Boldt explained, “Lofgrin ran them through ALPS”— the state’s automated latent print system used to analyze and identify latent fingerprints—”and struck out. We’ve posted them on the Bureau’s database.”
“And if he brought her from Colorado with him?” Delgato asked.
The missed opportunity stabbed Boldt in the center of his chest. Such a simple idea, and he had overlooked it for the better part of the last eighteen hours. “Damn,” he mumbled.
“Just an idea,” Delgato said in a doubtful tone of voice that implied he had screwed up.
Boldt placed a call down to the lab. The unidentified fingerprints lifted from Flek’s apartment would be posted over the Internet to Colorado’s Bureau of Criminal Identification—CBCI—in the next few minutes.
“That’s why they pay me the big bucks,” Delgato said once Boldt was off the phone.
“You might be the better cop of the two of us,” a somewhat defeated Boldt suggested.

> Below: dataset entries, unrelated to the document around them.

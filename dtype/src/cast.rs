//! Promotion and safe casting between element types.

use enumset::EnumSet;

use super::DType;

impl DType {
    /// Types this one promotes to directly. Integers reach the float twice their width,
    /// saturating at `Float64`.
    const fn widenings(self) -> &'static [Self] {
        use DType::*;
        match self {
            Bool => &[Int8, UInt8],
            Int8 => &[Int16, Float16],
            UInt8 => &[Int16, UInt16, Float16],
            Int16 => &[Int32, Float32],
            UInt16 => &[Int32, UInt32, Float32],
            Int32 => &[Int64, Float64],
            UInt32 => &[Int64, UInt64, Float64],
            Int64 | UInt64 => &[Float64],
            Float16 => &[Float32],
            Float32 => &[Float64],
            Float64 => &[],
        }
    }

    /// This type and everything it promotes to, transitively.
    pub fn supertypes(self) -> EnumSet<Self> {
        let mut seen = EnumSet::only(self);
        let mut pending = vec![self];
        while let Some(dtype) = pending.pop() {
            for &wider in dtype.widenings() {
                if seen.insert(wider) {
                    pending.push(wider);
                }
            }
        }
        seen
    }

    /// Whether `self` casts to `to` without leaving the promotion lattice.
    pub fn can_safe_cast(self, to: Self) -> bool {
        self.supertypes().contains(to)
    }

    /// Smallest type every one of `dtypes` promotes to, or `None` for an empty slice.
    pub fn least_upper_dtype(dtypes: &[Self]) -> Option<Self> {
        let (first, rest) = dtypes.split_first()?;
        let common = rest.iter().fold(first.supertypes(), |common, dtype| common & dtype.supertypes());
        common.iter().min()
    }
}
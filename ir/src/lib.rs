//! Intermediate representation for graft.
//!
//! A computation is a DAG of [`graph::Apply`] nodes (one application of an [`op::Op`])
//! connected through typed [`graph::Variable`]s. Nodes live in a [`graph::NodeArena`]; a
//! [`graph::FunctionGraph`] owns an arena and tracks which nodes are members of the graph,
//! who consumes each variable, and which [`graph::Feature`]s observe its mutations.
//!
//! # Module Organization
//!
//! - [`types`] - tensor types (dtype + partially known static shape)
//! - [`value`] - dense tensor literals used for constants and evaluation
//! - [`op`] - the `Op` capability trait and alias maps
//! - [`graph`] - arena, function graph, features, toposort
//! - [`destroy`] - in-place legality (destroy handler feature)
//! - [`supervisor`] - protection of inputs and outputs against destruction
//! - [`alias`] - storage aliasing analysis
//! - [`ops`] - reference operation set
//! - [`eval`] - reference evaluator
//! - [`provenance`] - replacement history of variables

pub mod alias;
pub mod destroy;
pub mod error;
pub mod eval;
pub mod graph;
pub mod op;
pub mod ops;
pub mod prelude;
pub mod provenance;
pub mod supervisor;
pub mod types;
pub mod value;


pub use destroy::DestroyHandler;
pub use error::{Error, ErrorKind, Result};
pub use graph::{Apply, ApplyId, Change, Client, Feature, FunctionGraph, NodeArena, VarId, Variable};
pub use op::{AliasMap, IntoOpRef, Op, OpRef};
pub use supervisor::Supervisor;
pub use types::TensorType;
pub use value::TensorData;

pub use graft_dtype::DType;
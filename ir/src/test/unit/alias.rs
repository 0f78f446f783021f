use std::collections::BTreeSet;

use crate::alias::{alias_root, infer_reuse_pattern, view_tree};
use crate::graph::{FunctionGraph, NodeArena};
use crate::op::IntoOpRef;
use crate::ops::{Elementwise, Elemwise, Reshape, ScalarOp, Slice, Subtensor, ViewOp};
use crate::test::{binary, fvec};

#[test]
fn test_alias_root_follows_views() {
    let mut arena = NodeArena::new();
    let x = arena.input("x", fvec(6));
    let reshaped = arena.apply1(Reshape::new(&[2, 3]).into_op(), &[x]).unwrap();
    let row = arena.apply1(Subtensor::new(&[Slice::new(0, 1)]).into_op(), &[reshaped]).unwrap();
    let fgraph = FunctionGraph::new(arena, vec![x], vec![row]).unwrap();

    assert_eq!(alias_root(&fgraph, row), x);
    assert_eq!(alias_root(&fgraph, x), x);
    assert_eq!(view_tree(&fgraph, row), BTreeSet::from([x, reshaped, row]));
}

#[test]
fn test_alias_root_follows_destroy_maps() {
    let mut arena = NodeArena::new();
    let x = arena.input("x", fvec(3));
    let y = arena.input("y", fvec(3));
    let updated = arena.apply1(Elemwise::new(ScalarOp::Add).with_inplace(Some(1)), &[x, y]).unwrap();
    let fresh = binary(&mut arena, ScalarOp::Mul, x, y);
    let fgraph = FunctionGraph::new(arena, vec![x, y], vec![updated, fresh]).unwrap();

    assert_eq!(alias_root(&fgraph, updated), y);
    assert_eq!(alias_root(&fgraph, fresh), fresh);
    assert!(view_tree(&fgraph, y).contains(&updated));
}

#[test]
fn test_reuse_pattern_covers_computed_aliases() {
    let mut arena = NodeArena::new();
    let x = arena.input("x", fvec(3));
    let y = arena.input("y", fvec(3));
    let sum = binary(&mut arena, ScalarOp::Add, x, y);
    let view = arena.apply1(ViewOp.into_op(), &[sum]).unwrap();
    let passthrough = arena.apply1(ViewOp.into_op(), &[x]).unwrap();
    let fgraph = FunctionGraph::new(arena, vec![x, y], vec![view, passthrough]).unwrap();

    let reuse = infer_reuse_pattern(&fgraph, &[view]);
    assert_eq!(reuse, BTreeSet::from([sum, view]));

    // Inputs are owned by the caller and never part of the pattern.
    let reuse = infer_reuse_pattern(&fgraph, &[passthrough]);
    assert_eq!(reuse, BTreeSet::from([passthrough]));
}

“A woman looks at the relationship between the principals. A guy looks at the evidence. That’s the only difference. It’s what makes you and Matthews such a good team. You’re lucky to have her.” Boldt didn’t touch that. He thought of her too often. That kiss had still not left his lips, and he knew that wasn’t right.

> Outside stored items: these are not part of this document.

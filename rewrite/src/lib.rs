//! Graph rewriting for graft.
//!
//! Rewrites are registered in a [`RewriteDb`] under a name, a set of tags and a position. A
//! [`Query`] (usually derived from an [`OptLevel`]) selects the entries that apply and orders
//! them into a [`PassList`], which the [`Driver`] runs over a
//! [`FunctionGraph`](graft_ir::FunctionGraph) until each pass reaches its fixed point.
//!
//! # Module Organization
//!
//! - [`rewriter`] - local and global rewrite traits
//! - [`query`] - tag queries over database entries
//! - [`db`] - the rewrite database and the pass lists it produces
//! - [`levels`] - named optimization levels
//! - [`config`] - rewrite configuration (builder and environment)
//! - [`driver`] - pass execution and equilibrium work-lists
//! - [`report`] - per-pass statistics
//! - [`catalog`] - the standard rewrites and the standard database [`OPTDB`]
//! - [`compile`] - the compile pipeline from a user graph to a [`CompiledGraph`]

pub mod catalog;
pub mod compile;
pub mod config;
pub mod db;
pub mod driver;
pub mod error;
pub mod levels;
pub mod query;
pub mod report;
pub mod rewriter;


pub use catalog::{OPTDB, build_standard_db};
pub use compile::{CompiledGraph, In, Out, compile, compile_with};
pub use config::{OnUnusedInput, RewriteConfig};
pub use db::{Pass, PassList, Rewrite, RewriteDb};
pub use driver::{Driver, rewrite_graph};
pub use error::{Error, Result};
pub use levels::OptLevel;
pub use query::Query;
pub use report::{PassKind, PassStats, RewriteReport, SkippedRewrite};
pub use rewriter::{GraphRewriter, NodeRewriter, RewriteContext, node_rewriter};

Delgato continued, “The whole time we’re sitting here, I’m looking over this SID report—the pubic hair the lab ID’d as being bleached blond—and I’m thinking, what kind of babe dyes her privates? You know? And I’m thinking stripper. Sure it could be an older woman who’s trying to dye a few years off the truth by taking the gray out of
anywhere
it shows. But someone hanging with a burglar? More likely young and obedient—black leather pants and a halter top. A real gum chewer. Flek says, ‘I want you a blond all over,’ and little Miss Junior Mint is off to the pharmacy for some Nice ‘n Easy. Which just about describes her perfectly. And if she is who I think she is, then she’s not so different from Flek. Some drug charges, some soliciting. Maybe some fraud. Maybe even armed robbery, who knows? Maybe she drives for him. A lookout? Maybe she’s giving him a hum job before the hit for good luck. Maybe she knows nothing about his game. But I like her for a juvie sheet. She has that feel about her. She’s the kind that smiles for the mug shots. You know the type.”